As part of the resolution agreement, Tanox also will be forgiven a Novartis loan, which was used to finance the construction of its biologics manufacturing plant in the mid-1990s. The plant had manufactured Tanox's clinical materials of TNX-901 and would not have been big enough to manufacture Xolair. TNX-901 finished a Phase II peanut allergy trial in 84 patients last year. The drug showed an increase in the amount of peanut flour required to induce a hypersensitivity reaction.

However, Tanox plans to develop Xolair for peanut allergy, using TNX-901 as a back-up product, Hanna said.
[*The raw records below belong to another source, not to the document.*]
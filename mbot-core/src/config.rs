//! Engine parameters: the immutable record every backtest runs under.
//!
//! All fields carry serde defaults, so a TOML table only needs the values
//! that differ from the stock strategy.

use serde::{Deserialize, Serialize};
use thiserror::Error;

use crate::domain::{RegimeSource, Side};
use crate::engine::WinPolicy;
use crate::forecast::ForecastConfig;
use crate::signals::{
    AtrTarget, Filtered, ForecastBandExit, ImpulseFilter, MacdCross, SidewaysFilter,
    SignalProvider, StochRsiReversal, TrendFilter,
};
use crate::sizers::{FeeModel, VolatilityTargetSizer};

/// Parameter combinations the engine refuses to run.
#[derive(Debug, Clone, Error, PartialEq)]
pub enum ConfigError {
    #[error("{field} must be in {range} (got {value})")]
    OutOfRange {
        field: &'static str,
        value: f64,
        range: &'static str,
    },

    #[error("both long and short entries are disabled")]
    NoSideEnabled,

    #[error("oversold level {oversold} must be below overbought level {overbought}")]
    ThresholdOrder { oversold: f64, overbought: f64 },

    #[error("column key for {field} is empty")]
    EmptyKey { field: &'static str },

    #[error("crossover needs two distinct columns (both are '{key}')")]
    SameLines { key: String },

    #[error("forecast percentiles must satisfy lower <= mid <= upper (got {lower}/{mid}/{upper})")]
    PercentileOrder { lower: f64, mid: f64, upper: f64 },

    #[error("forecast {field} must be at least {min} (got {value})")]
    ForecastTooSmall {
        field: &'static str,
        value: usize,
        min: usize,
    },

    #[error("strategy '{strategy}' needs a [forecast] section")]
    MissingForecast { strategy: &'static str },
}

/// Which sides the engine may open.
#[derive(Debug, Clone, Copy, PartialEq, Eq, Serialize, Deserialize)]
#[serde(default)]
pub struct Behavior {
    pub use_longs: bool,
    pub use_shorts: bool,
}

impl Default for Behavior {
    fn default() -> Self {
        Self {
            use_longs: true,
            use_shorts: true,
        }
    }
}

impl Behavior {
    pub fn allows(&self, side: Side) -> bool {
        match side {
            Side::Long => self.use_longs,
            Side::Short => self.use_shorts,
        }
    }
}

/// Column keys the engine itself reads, independent of the strategy.
#[derive(Debug, Clone, PartialEq, Eq, Serialize, Deserialize)]
#[serde(default)]
pub struct ColumnKeys {
    pub swing_low: String,
    pub swing_high: String,
    /// Volatility in percent of price, used for leverage targeting.
    pub volatility: String,
}

impl Default for ColumnKeys {
    fn default() -> Self {
        Self {
            swing_low: "swing_low".into(),
            swing_high: "swing_high".into(),
            volatility: "atr_pct".into(),
        }
    }
}

#[derive(Debug, Clone, PartialEq, Serialize, Deserialize)]
#[serde(default)]
pub struct StochRsiParams {
    pub k_key: String,
    pub d_key: String,
    pub oversold: f64,
    pub overbought: f64,
}

impl Default for StochRsiParams {
    fn default() -> Self {
        Self {
            k_key: "stoch_k".into(),
            d_key: "stoch_d".into(),
            oversold: 20.0,
            overbought: 80.0,
        }
    }
}

#[derive(Debug, Clone, PartialEq, Eq, Serialize, Deserialize)]
#[serde(default)]
pub struct MacdParams {
    pub macd_key: String,
    pub signal_key: String,
}

impl Default for MacdParams {
    fn default() -> Self {
        Self {
            macd_key: "macd".into(),
            signal_key: "macd_signal".into(),
        }
    }
}

#[derive(Debug, Clone, PartialEq, Eq, Serialize, Deserialize)]
#[serde(default)]
pub struct AtrTargetParams {
    pub macd_key: String,
    pub signal_key: String,
    /// Column holding the take-profit distance in price units.
    pub distance_key: String,
}

impl Default for AtrTargetParams {
    fn default() -> Self {
        Self {
            macd_key: "macd".into(),
            signal_key: "macd_signal".into(),
            distance_key: "tp_atr_distance".into(),
        }
    }
}

/// Strategy variant and its thresholds.
#[derive(Debug, Clone, PartialEq, Serialize, Deserialize)]
#[serde(tag = "type", rename_all = "snake_case")]
pub enum StrategyConfig {
    StochRsi(StochRsiParams),
    MacdCross(MacdParams),
    AtrTarget(AtrTargetParams),
    ForecastBand(MacdParams),
}

impl Default for StrategyConfig {
    fn default() -> Self {
        Self::StochRsi(StochRsiParams::default())
    }
}

impl StrategyConfig {
    pub fn name(&self) -> &'static str {
        match self {
            Self::StochRsi(_) => "stoch_rsi",
            Self::MacdCross(_) => "macd_cross",
            Self::AtrTarget(_) => "atr_target",
            Self::ForecastBand(_) => "forecast_band",
        }
    }

    pub fn needs_forecast(&self) -> bool {
        matches!(self, Self::ForecastBand(_))
    }
}

#[derive(Debug, Clone, PartialEq, Eq, Serialize, Deserialize)]
#[serde(default)]
pub struct TrendFilterConfig {
    pub key: String,
}

impl Default for TrendFilterConfig {
    fn default() -> Self {
        Self {
            key: TrendFilter::default().key,
        }
    }
}

#[derive(Debug, Clone, PartialEq, Serialize, Deserialize)]
#[serde(default)]
pub struct SidewaysFilterConfig {
    pub key: String,
    pub max_crosses: f64,
}

impl Default for SidewaysFilterConfig {
    fn default() -> Self {
        let filter = SidewaysFilter::default();
        Self {
            key: filter.key,
            max_crosses: filter.max_crosses,
        }
    }
}

#[derive(Debug, Clone, PartialEq, Eq, Serialize, Deserialize)]
#[serde(default)]
pub struct ImpulseFilterConfig {
    pub key: String,
}

impl Default for ImpulseFilterConfig {
    fn default() -> Self {
        Self {
            key: ImpulseFilter::default().key,
        }
    }
}

/// Entry filters; a present table enables the filter.
#[derive(Debug, Clone, Default, PartialEq, Serialize, Deserialize)]
#[serde(default)]
pub struct FilterConfig {
    #[serde(skip_serializing_if = "Option::is_none")]
    pub trend: Option<TrendFilterConfig>,
    #[serde(skip_serializing_if = "Option::is_none")]
    pub sideways: Option<SidewaysFilterConfig>,
    #[serde(skip_serializing_if = "Option::is_none")]
    pub impulse: Option<ImpulseFilterConfig>,
}

/// Complete parameter record for one backtest.
#[derive(Debug, Clone, PartialEq, Serialize, Deserialize)]
#[serde(default)]
pub struct EngineParams {
    pub start_capital: f64,
    /// Taker fee per fill as a fraction of notional.
    pub fee_rate: f64,
    /// Share of capital used as margin per position, in (0, 1].
    pub balance_fraction: f64,
    pub base_leverage: f64,
    pub max_leverage: f64,
    pub target_volatility_pct: f64,
    /// Stop distance beyond the swing level, in percent.
    pub stop_buffer_pct: f64,
    pub behavior: Behavior,
    pub win_policy: WinPolicy,
    pub columns: ColumnKeys,
    pub strategy: StrategyConfig,
    pub filters: FilterConfig,
    #[serde(skip_serializing_if = "Option::is_none")]
    pub forecast: Option<ForecastConfig>,
}

impl Default for EngineParams {
    fn default() -> Self {
        Self {
            start_capital: 1000.0,
            fee_rate: 0.0005,
            balance_fraction: 1.0,
            base_leverage: 10.0,
            max_leverage: 50.0,
            target_volatility_pct: 1.5,
            stop_buffer_pct: 0.1,
            behavior: Behavior::default(),
            win_policy: WinPolicy::default(),
            columns: ColumnKeys::default(),
            strategy: StrategyConfig::default(),
            filters: FilterConfig::default(),
            forecast: None,
        }
    }
}

fn require(ok: bool, field: &'static str, value: f64, range: &'static str) -> Result<(), ConfigError> {
    if ok {
        Ok(())
    } else {
        Err(ConfigError::OutOfRange { field, value, range })
    }
}

fn require_key(key: &str, field: &'static str) -> Result<(), ConfigError> {
    if key.trim().is_empty() {
        Err(ConfigError::EmptyKey { field })
    } else {
        Ok(())
    }
}

fn require_distinct(fast: &str, slow: &str) -> Result<(), ConfigError> {
    if fast == slow {
        Err(ConfigError::SameLines { key: fast.to_string() })
    } else {
        Ok(())
    }
}

fn validate_macd(macd_key: &str, signal_key: &str) -> Result<(), ConfigError> {
    require_key(macd_key, "strategy.macd_key")?;
    require_key(signal_key, "strategy.signal_key")?;
    require_distinct(macd_key, signal_key)
}

impl EngineParams {
    /// Reject parameter sets the engine cannot run meaningfully.
    pub fn validate(&self) -> Result<(), ConfigError> {
        let sc = self.start_capital;
        require(sc.is_finite() && sc > 0.0, "start_capital", sc, "(0, inf)")?;
        let fee = self.fee_rate;
        require((0.0..1.0).contains(&fee), "fee_rate", fee, "[0, 1)")?;
        let bf = self.balance_fraction;
        require(bf > 0.0 && bf <= 1.0, "balance_fraction", bf, "(0, 1]")?;
        let base = self.base_leverage;
        require(base.is_finite() && base > 0.0, "base_leverage", base, "(0, inf)")?;
        let max = self.max_leverage;
        require(max.is_finite() && max >= 1.0, "max_leverage", max, "[1, inf)")?;
        let tv = self.target_volatility_pct;
        require(tv.is_finite() && tv > 0.0, "target_volatility_pct", tv, "(0, inf)")?;
        let buf = self.stop_buffer_pct;
        require((0.0..100.0).contains(&buf), "stop_buffer_pct", buf, "[0, 100)")?;

        if !self.behavior.use_longs && !self.behavior.use_shorts {
            return Err(ConfigError::NoSideEnabled);
        }

        require_key(&self.columns.swing_low, "columns.swing_low")?;
        require_key(&self.columns.swing_high, "columns.swing_high")?;
        require_key(&self.columns.volatility, "columns.volatility")?;

        match &self.strategy {
            StrategyConfig::StochRsi(p) => {
                require_key(&p.k_key, "strategy.k_key")?;
                require_key(&p.d_key, "strategy.d_key")?;
                require_distinct(&p.k_key, &p.d_key)?;
                let in_scale = |v: f64| (0.0..=100.0).contains(&v);
                if !in_scale(p.oversold) || !in_scale(p.overbought) || p.oversold >= p.overbought {
                    return Err(ConfigError::ThresholdOrder {
                        oversold: p.oversold,
                        overbought: p.overbought,
                    });
                }
            }
            StrategyConfig::MacdCross(p) | StrategyConfig::ForecastBand(p) => {
                validate_macd(&p.macd_key, &p.signal_key)?;
            }
            StrategyConfig::AtrTarget(p) => {
                validate_macd(&p.macd_key, &p.signal_key)?;
                require_key(&p.distance_key, "strategy.distance_key")?;
            }
        }

        if let Some(trend) = &self.filters.trend {
            require_key(&trend.key, "filters.trend.key")?;
        }
        if let Some(sideways) = &self.filters.sideways {
            require_key(&sideways.key, "filters.sideways.key")?;
            let mc = sideways.max_crosses;
            require(mc >= 0.0, "filters.sideways.max_crosses", mc, "[0, inf)")?;
        }
        if let Some(impulse) = &self.filters.impulse {
            require_key(&impulse.key, "filters.impulse.key")?;
        }

        match &self.forecast {
            Some(f) => validate_forecast(f)?,
            None if self.strategy.needs_forecast() => {
                return Err(ConfigError::MissingForecast {
                    strategy: self.strategy.name(),
                })
            }
            None => {}
        }

        Ok(())
    }

    /// Stop buffer as a fraction.
    pub fn stop_buffer(&self) -> f64 {
        self.stop_buffer_pct / 100.0
    }

    pub fn fee_model(&self) -> FeeModel {
        FeeModel::new(self.fee_rate)
    }

    pub fn sizer(&self) -> VolatilityTargetSizer {
        VolatilityTargetSizer::new(
            self.base_leverage,
            self.target_volatility_pct,
            self.max_leverage,
            self.balance_fraction,
        )
    }

    /// Validate, then assemble the configured strategy with its entry filters.
    pub fn build_provider(&self) -> Result<Box<dyn SignalProvider>, ConfigError> {
        self.validate()?;

        let base: Box<dyn SignalProvider> = match &self.strategy {
            StrategyConfig::StochRsi(p) => Box::new(StochRsiReversal::new(
                p.k_key.as_str(),
                p.d_key.as_str(),
                p.oversold,
                p.overbought,
            )),
            StrategyConfig::MacdCross(p) => {
                Box::new(MacdCross::new(p.macd_key.as_str(), p.signal_key.as_str()))
            }
            StrategyConfig::AtrTarget(p) => Box::new(AtrTarget::new(
                p.macd_key.as_str(),
                p.signal_key.as_str(),
                p.distance_key.as_str(),
            )),
            StrategyConfig::ForecastBand(p) => Box::new(ForecastBandExit::new(
                p.macd_key.as_str(),
                p.signal_key.as_str(),
            )),
        };

        let mut provider = Filtered::new(base);
        if let Some(trend) = &self.filters.trend {
            provider = provider.with_filter(TrendFilter {
                key: trend.key.clone(),
            });
        }
        if let Some(sideways) = &self.filters.sideways {
            provider = provider.with_filter(SidewaysFilter {
                key: sideways.key.clone(),
                max_crosses: sideways.max_crosses,
            });
        }
        if let Some(impulse) = &self.filters.impulse {
            provider = provider.with_filter(ImpulseFilter {
                key: impulse.key.clone(),
            });
        }
        Ok(Box::new(provider))
    }
}

fn validate_forecast(f: &ForecastConfig) -> Result<(), ConfigError> {
    if f.max_memory < 2 {
        return Err(ConfigError::ForecastTooSmall {
            field: "max_memory",
            value: f.max_memory,
            min: 2,
        });
    }
    if f.horizon < 1 {
        return Err(ConfigError::ForecastTooSmall {
            field: "horizon",
            value: f.horizon,
            min: 1,
        });
    }
    let in_scale = |v: f64| (0.0..=100.0).contains(&v);
    let ordered = f.lower_pct <= f.mid_pct && f.mid_pct <= f.upper_pct;
    if !ordered || !in_scale(f.lower_pct) || !in_scale(f.upper_pct) {
        return Err(ConfigError::PercentileOrder {
            lower: f.lower_pct,
            mid: f.mid_pct,
            upper: f.upper_pct,
        });
    }
    for key in f.regime.keys() {
        require_key(key, "forecast.regime")?;
    }
    if let RegimeSource::Crossover { fast, slow } = &f.regime {
        require_distinct(fast, slow)?;
    }
    Ok(())
}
TNX-901 was the first anti-IgE antibody developed globally by Tanox, which obtained the intellectual property to the product, Hanna said. Tanox and Novartis took Xolair, the second drug developed, through Phase II trials. At the same time, Genentech announced it had its own anti-IgE antibody, igniting the legal disputes that began in 1993 between the companies over breach of contract and patent infringement. The companies thought they resolved the situation in 1996 when Genentech paid Tanox about $60 million. (See BioWorld Today, July 10, 1996.)

"The biggest issues were resolved then," Hanna told BioWorld Today. "But all that was written was an outline, an eight- or 10-page outline of terms. What was supposed to happen was a definitive agreement that was supposed to be signed."

The companies continued to dispute details of the agreement. In 2002, an arbitration panel issued a decision that Tanox did not have the right to independently develop TNX-901, but that Novartis was obligated to share with Tanox its expertise regarding Xolair. (See BioWorld Today, Oct. 18, 2002.)

Now, the companies have a 500-page document to guide them in their collaboration.

"Xolair is on the order of reaching $1 billion in sales," Hanna said, "so everyone has every incentive to make sure all the smallest possibilities are taken care of."

As was stated in the original agreement, Tanox receives a 10 percent royalty on U.S. and European sales of Xolair, while Novartis and Genentech co-promote the drug in the U.S. Novartis markets it outside of the U.S. Representatives of all three companies will serve on committees to oversee further development and commercialization of the drug and other collaboration products. The companies filed an investigational new drug application with the FDA in November to begin a Phase II trial of Xolair in peanut allergy early this year.

Last June, the FDA approved Xolair (omalizumab), a first-in-class monoclonal antibody for moderate to severe persistent asthma in adults and adolescents. (See BioWorld Today, June 23, 2003.)

Xolair is Tanox's first approved drug. Genentech reported $25.3 million in sales for the year.

Tanox's stock (NASDAQ:TNOX) dropped 12 cents on Thursday to close at $16.12.